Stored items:
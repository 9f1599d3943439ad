//! SM-2 Spaced Repetition Algorithm
//!
//! Implementation of the SuperMemo 2 algorithm for calculating
//! review intervals based on the learner's answer quality.
//!
//! Grades are continuous on the 0-5 scale:
//! - 0: Complete blackout, no recall
//! - 1: Incorrect, but upon seeing answer, remembered
//! - 2: Incorrect, but answer seemed easy to recall
//! - 3: Correct response with serious difficulty
//! - 4: Correct response after hesitation
//! - 5: Perfect response with no hesitation
//!
//! The swipe interface grades a right swipe 4.5 and a left swipe 2.5.

use chrono::{DateTime, Utc};
use serde::{Deserialize, Serialize};
use thiserror::Error;

use super::models::{CardStatus, MILLIS_PER_DAY, MIN_EASINESS, RESET_INTERVAL_DAYS};

pub const MIN_GRADE: f64 = 0.0;
pub const MAX_GRADE: f64 = 5.0;

#[derive(Error, Debug, Clone, PartialEq)]
pub enum SchedulerError {
    #[error("Invalid grade {0}: expected a value between 0 and 5")]
    InvalidGrade(f64),
}

pub type Result<T> = std::result::Result<T, SchedulerError>;

/// A validated answer quality on the 0-5 scale
#[derive(Debug, Clone, Copy, PartialEq, PartialOrd, Serialize)]
pub struct Grade(f64);

impl Grade {
    pub fn new(quality: f64) -> Result<Self> {
        // NaN fails both comparisons
        if (MIN_GRADE..=MAX_GRADE).contains(&quality) {
            Ok(Self(quality))
        } else {
            Err(SchedulerError::InvalidGrade(quality))
        }
    }

    pub fn value(self) -> f64 {
        self.0
    }
}

impl TryFrom<f64> for Grade {
    type Error = SchedulerError;

    fn try_from(quality: f64) -> Result<Self> {
        Self::new(quality)
    }
}

/// Direction of a swipe on the review card
#[derive(Debug, Clone, Copy, PartialEq, Eq, Serialize, Deserialize)]
#[serde(rename_all = "lowercase")]
pub enum Swipe {
    /// "I knew it"
    Right,
    /// "I didn't know it"
    Left,
}

impl Swipe {
    pub fn grade(self) -> Grade {
        match self {
            Swipe::Right => Grade(4.5),
            Swipe::Left => Grade(2.5),
        }
    }
}

/// Tunable constants of the scheduler
#[derive(Debug, Clone, PartialEq, Serialize, Deserialize)]
#[serde(default)]
pub struct SchedulerPolicy {
    /// Grades strictly below this are failures
    pub passing_grade: f64,
    /// Interval after the first correct repetition
    pub first_interval_days: u32,
    /// Interval after the second correct repetition
    pub second_interval_days: u32,
    /// Upper bound for any interval
    pub max_interval_days: u32,
    /// Consecutive correct repetitions after which a card is completed
    pub completion_repetitions: u32,
}

impl Default for SchedulerPolicy {
    fn default() -> Self {
        Self {
            passing_grade: 3.0,
            first_interval_days: 1,
            second_interval_days: 6,
            max_interval_days: 3650,
            completion_repetitions: 4,
        }
    }
}

impl SchedulerPolicy {
    /// Check the policy for values that would break the scheduling invariants
    pub fn validate(&self) -> std::result::Result<(), String> {
        if !(MIN_GRADE..=MAX_GRADE).contains(&self.passing_grade) {
            return Err(format!(
                "passing_grade {} is outside the 0-5 scale",
                self.passing_grade
            ));
        }
        if self.first_interval_days == 0 {
            return Err("first_interval_days must be at least 1".to_string());
        }
        if self.second_interval_days < self.first_interval_days {
            return Err(
                "second_interval_days must not be shorter than first_interval_days".to_string(),
            );
        }
        if self.max_interval_days < self.second_interval_days {
            return Err(
                "max_interval_days must not be shorter than second_interval_days".to_string(),
            );
        }
        if self.completion_repetitions == 0 {
            return Err("completion_repetitions must be at least 1".to_string());
        }
        Ok(())
    }
}

/// EF' = EF + (0.1 - (5-q) * (0.08 + (5-q) * 0.02)), floored at 1.3
pub fn next_easiness(easiness: f64, grade: Grade) -> f64 {
    let distance = MAX_GRADE - grade.value();
    let easiness = easiness + (0.1 - distance * (0.08 + distance * 0.02));
    easiness.max(MIN_EASINESS)
}

/// Compute a card's next status after one answer.
///
/// A missing `status` means the card has never been reviewed and starts
/// from the defaults. The input is left untouched; the caller persists
/// the returned value.
pub fn review_card(
    status: Option<&CardStatus>,
    quality: f64,
    now: DateTime<Utc>,
    policy: &SchedulerPolicy,
) -> Result<CardStatus> {
    let grade = Grade::new(quality)?;
    Ok(apply_grade(status, grade, now, policy))
}

/// Same as [`review_card`] for an already validated grade
pub fn apply_grade(
    status: Option<&CardStatus>,
    grade: Grade,
    now: DateTime<Utc>,
    policy: &SchedulerPolicy,
) -> CardStatus {
    let current = status.cloned().unwrap_or_else(|| CardStatus::new(now));
    let easiness = next_easiness(current.easiness, grade);

    let (repetitions, interval) = if grade.value() < policy.passing_grade {
        (0, RESET_INTERVAL_DAYS)
    } else {
        let repetitions = current.repetitions.saturating_add(1);
        let interval = match repetitions {
            1 => policy.first_interval_days,
            2 => policy.second_interval_days,
            // f64 -> u32 casts saturate
            _ => (current.interval as f64 * easiness).round() as u32,
        };
        // stored statuses may carry a zero interval
        let interval = interval
            .max(current.interval)
            .max(RESET_INTERVAL_DAYS)
            .min(policy.max_interval_days);
        (repetitions, interval)
    };

    CardStatus {
        easiness,
        interval,
        repetitions,
        next_review: now.timestamp_millis() + interval as i64 * MILLIS_PER_DAY,
        is_completed: repetitions >= policy.completion_repetitions,
    }
}

/// Intervals a card would get for each swipe at `now`: `[left, right]`
pub fn preview_intervals(
    status: Option<&CardStatus>,
    now: DateTime<Utc>,
    policy: &SchedulerPolicy,
) -> [u32; 2] {
    let left = apply_grade(status, Swipe::Left.grade(), now, policy).interval;
    let right = apply_grade(status, Swipe::Right.grade(), now, policy).interval;
    [left, right]
}

/// Format an interval in days to a human-readable string
pub fn format_interval(days: u32) -> String {
    match days {
        0 => "now".to_string(),
        1..=6 => format!("{}d", days),
        7..=29 => format!("{}w", days / 7),
        30..=364 => format!("{}mo", days / 30),
        _ => format!("{}y", days / 365),
    }
}

#[cfg(test)]
mod tests {
    use super::*;
    use chrono::Duration;

    fn policy() -> SchedulerPolicy {
        SchedulerPolicy::default()
    }

    fn status_with(repetitions: u32, interval: u32, easiness: f64) -> CardStatus {
        CardStatus {
            easiness,
            interval,
            repetitions,
            next_review: 0,
            is_completed: false,
        }
    }

    #[test]
    fn test_first_review_correct() {
        let now = Utc::now();
        let result = review_card(None, 4.5, now, &policy()).unwrap();

        assert_eq!(result.repetitions, 1);
        assert_eq!(result.interval, 1);
        assert_eq!(result.next_review, now.timestamp_millis() + MILLIS_PER_DAY);
        assert!(!result.is_completed);
    }

    #[test]
    fn test_second_review_correct() {
        let state = status_with(1, 1, 2.5);
        let result = review_card(Some(&state), 4.0, Utc::now(), &policy()).unwrap();

        assert_eq!(result.repetitions, 2);
        assert_eq!(result.interval, 6);
    }

    #[test]
    fn test_subsequent_review_correct() {
        let state = status_with(2, 10, 2.5);
        let result = review_card(Some(&state), 5.0, Utc::now(), &policy()).unwrap();

        // EF 2.5 -> 2.6, 10 * 2.6 = 26
        assert!((result.easiness - 2.6).abs() < 1e-9);
        assert_eq!(result.interval, 26);
        assert_eq!(result.repetitions, 3);
    }

    #[test]
    fn test_review_incorrect_resets() {
        let state = status_with(5, 30, 2.5);
        let result = review_card(Some(&state), 2.0, Utc::now(), &policy()).unwrap();

        assert_eq!(result.interval, 1);
        assert_eq!(result.repetitions, 0);
        assert!(!result.is_completed);
        assert!(result.easiness < 2.5);
    }

    #[test]
    fn test_input_is_not_mutated() {
        let state = status_with(2, 6, 2.5);
        let before = state.clone();
        let _ = review_card(Some(&state), 1.0, Utc::now(), &policy()).unwrap();

        assert_eq!(state, before);
    }

    #[test]
    fn test_easiness_floor_holds_for_any_grade_sequence() {
        let grades = [0.0, 0.5, 1.0, 2.5, 0.0, 3.0, 0.0, 0.0, 5.0, 0.0, 2.9, 1.7];
        let mut state: Option<CardStatus> = None;
        let mut now = Utc::now();

        for _ in 0..5 {
            for &q in &grades {
                let next = review_card(state.as_ref(), q, now, &policy()).unwrap();
                assert!(next.easiness >= MIN_EASINESS, "easiness {} after q={}", next.easiness, q);
                state = Some(next);
                now += Duration::days(1);
            }
        }
    }

    #[test]
    fn test_failure_resets_from_any_repetition_count() {
        for repetitions in 1..20 {
            let state = status_with(repetitions, repetitions * 3, 2.1);
            for q in [0.0, 1.0, 2.0, 2.5, 2.99] {
                let result = review_card(Some(&state), q, Utc::now(), &policy()).unwrap();
                assert_eq!(result.repetitions, 0);
                assert_eq!(result.interval, 1);
            }
        }
    }

    #[test]
    fn test_intervals_grow_on_successive_passes() {
        for q in [3.0, 3.5, 4.0, 4.5, 5.0] {
            let mut state: Option<CardStatus> = None;
            let mut last_interval = 0;
            for _ in 0..12 {
                let next = review_card(state.as_ref(), q, Utc::now(), &policy()).unwrap();
                assert!(next.interval >= last_interval);
                last_interval = next.interval;
                state = Some(next);
            }
        }
    }

    #[test]
    fn test_zero_interval_from_store_recovers() {
        let now = Utc::now();
        let stored: CardStatus = serde_json::from_str(
            r#"{"easiness":2.5,"interval":0,"repetitions":2,"nextReview":0}"#,
        )
        .unwrap();

        let result = review_card(Some(&stored), 5.0, now, &policy()).unwrap();
        assert!(result.interval >= 1);
        assert!(result.next_review > now.timestamp_millis());

        let again = review_card(Some(&result), 5.0, now, &policy()).unwrap();
        assert!(again.interval > result.interval);
    }

    #[test]
    fn test_interval_is_capped() {
        let state = status_with(10, 3000, 2.5);
        let result = review_card(Some(&state), 5.0, Utc::now(), &policy()).unwrap();

        assert_eq!(result.interval, policy().max_interval_days);
    }

    #[test]
    fn test_completion_after_configured_repetitions() {
        let policy = policy();
        let mut state: Option<CardStatus> = None;

        for n in 1..=policy.completion_repetitions {
            let next = review_card(state.as_ref(), 4.5, Utc::now(), &policy).unwrap();
            assert_eq!(next.is_completed, n >= policy.completion_repetitions);
            state = Some(next);
        }
    }

    #[test]
    fn test_failure_reopens_completed_card() {
        let mut state = status_with(4, 40, 2.5);
        state.is_completed = true;
        let result = review_card(Some(&state), 1.0, Utc::now(), &policy()).unwrap();

        assert!(!result.is_completed);
    }

    #[test]
    fn test_invalid_grade_rejected() {
        let state = status_with(3, 15, 2.5);
        for q in [-0.1, 5.01, f64::NAN, f64::INFINITY] {
            let result = review_card(Some(&state), q, Utc::now(), &policy());
            assert!(matches!(result, Err(SchedulerError::InvalidGrade(_))));
        }
    }

    #[test]
    fn test_swipe_grades() {
        assert_eq!(Swipe::Right.grade().value(), 4.5);
        assert_eq!(Swipe::Left.grade().value(), 2.5);
        assert!(Swipe::Left.grade().value() < policy().passing_grade);
    }

    #[test]
    fn test_preview_intervals() {
        let state = status_with(1, 1, 2.5);
        assert_eq!(preview_intervals(Some(&state), Utc::now(), &policy()), [1, 6]);
        assert_eq!(preview_intervals(None, Utc::now(), &policy()), [1, 1]);
    }

    #[test]
    fn test_policy_validation() {
        assert!(policy().validate().is_ok());

        let bad = SchedulerPolicy {
            passing_grade: 7.0,
            ..policy()
        };
        assert!(bad.validate().is_err());

        let bad = SchedulerPolicy {
            first_interval_days: 0,
            ..policy()
        };
        assert!(bad.validate().is_err());

        let bad = SchedulerPolicy {
            max_interval_days: 3,
            ..policy()
        };
        assert!(bad.validate().is_err());
    }

    #[test]
    fn test_format_interval() {
        assert_eq!(format_interval(0), "now");
        assert_eq!(format_interval(1), "1d");
        assert_eq!(format_interval(5), "5d");
        assert_eq!(format_interval(7), "1w");
        assert_eq!(format_interval(14), "2w");
        assert_eq!(format_interval(30), "1mo");
        assert_eq!(format_interval(90), "3mo");
        assert_eq!(format_interval(365), "1y");
        assert_eq!(format_interval(730), "2y");
    }
}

*Description of the task:* Please transcribe only the lines in the records above running from the line that has "0.0, 2.9, 1.7];" through the line that has "let state = status_with(10, 3000, 2.5);", both included, exactly as they appear.

*Result below:*
        let grades = [0.0, 0.5, 1.0, 2.5, 0.0, 3.0, 0.0, 0.0, 5.0, 0.0, 2.9, 1.7];
        let mut state: Option<CardStatus> = None;
        let mut now = Utc::now();

        for _ in 0..5 {
            for &q in &grades {
                let next = review_card(state.as_ref(), q, now, &policy()).unwrap();
                assert!(next.easiness >= MIN_EASINESS, "easiness {} after q={}", next.easiness, q);
                state = Some(next);
                now += Duration::days(1);
            }
        }
    }

    #[test]
    fn test_failure_resets_from_any_repetition_count() {
        for repetitions in 1..20 {
            let state = status_with(repetitions, repetitions * 3, 2.1);
            for q in [0.0, 1.0, 2.0, 2.5, 2.99] {
                let result = review_card(Some(&state), q, Utc::now(), &policy()).unwrap();
                assert_eq!(result.repetitions, 0);
                assert_eq!(result.interval, 1);
            }
        }
    }

    #[test]
    fn test_intervals_grow_on_successive_passes() {
        for q in [3.0, 3.5, 4.0, 4.5, 5.0] {
            let mut state: Option<CardStatus> = None;
            let mut last_interval = 0;
            for _ in 0..12 {
                let next = review_card(state.as_ref(), q, Utc::now(), &policy()).unwrap();
                assert!(next.interval >= last_interval);
                last_interval = next.interval;
                state = Some(next);
            }
        }
    }

    #[test]
    fn test_zero_interval_from_store_recovers() {
        let now = Utc::now();
        let stored: CardStatus = serde_json::from_str(
            r#"{"easiness":2.5,"interval":0,"repetitions":2,"nextReview":0}"#,
        )
        .unwrap();

        let result = review_card(Some(&stored), 5.0, now, &policy()).unwrap();
        assert!(result.interval >= 1);
        assert!(result.next_review > now.timestamp_millis());

        let again = review_card(Some(&result), 5.0, now, &policy()).unwrap();
        assert!(again.interval > result.interval);
    }

    #[test]
    fn test_interval_is_capped() {
        let state = status_with(10, 3000, 2.5);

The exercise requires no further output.